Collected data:
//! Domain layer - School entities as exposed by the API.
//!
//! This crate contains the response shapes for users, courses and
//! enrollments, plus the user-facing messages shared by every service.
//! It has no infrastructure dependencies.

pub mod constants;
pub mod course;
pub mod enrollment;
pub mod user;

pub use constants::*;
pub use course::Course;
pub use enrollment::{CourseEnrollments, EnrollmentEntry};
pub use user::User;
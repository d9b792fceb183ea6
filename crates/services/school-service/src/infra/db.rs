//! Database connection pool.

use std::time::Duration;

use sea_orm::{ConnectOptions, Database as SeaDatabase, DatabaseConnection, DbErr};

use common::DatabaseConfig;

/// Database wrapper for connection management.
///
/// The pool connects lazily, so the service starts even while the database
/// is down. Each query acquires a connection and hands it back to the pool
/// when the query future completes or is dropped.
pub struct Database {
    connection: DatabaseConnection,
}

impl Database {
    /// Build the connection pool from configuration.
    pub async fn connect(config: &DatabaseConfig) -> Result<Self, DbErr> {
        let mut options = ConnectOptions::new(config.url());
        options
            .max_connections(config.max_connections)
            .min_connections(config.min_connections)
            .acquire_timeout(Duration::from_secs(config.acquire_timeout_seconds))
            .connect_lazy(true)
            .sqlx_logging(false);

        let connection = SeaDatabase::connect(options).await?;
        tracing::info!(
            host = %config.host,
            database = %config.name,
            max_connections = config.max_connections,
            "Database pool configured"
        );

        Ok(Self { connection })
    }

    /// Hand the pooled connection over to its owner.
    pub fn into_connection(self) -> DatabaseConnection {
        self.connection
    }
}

**WHAT YOU ARE ASKED TO DO**
Among the lines above, find those with the string "DbErr" and copy them.

**FINISHED TASK**
use sea_orm::{ConnectOptions, Database as SeaDatabase, DatabaseConnection, DbErr};
    pub async fn connect(config: &DatabaseConfig) -> Result<Self, DbErr> {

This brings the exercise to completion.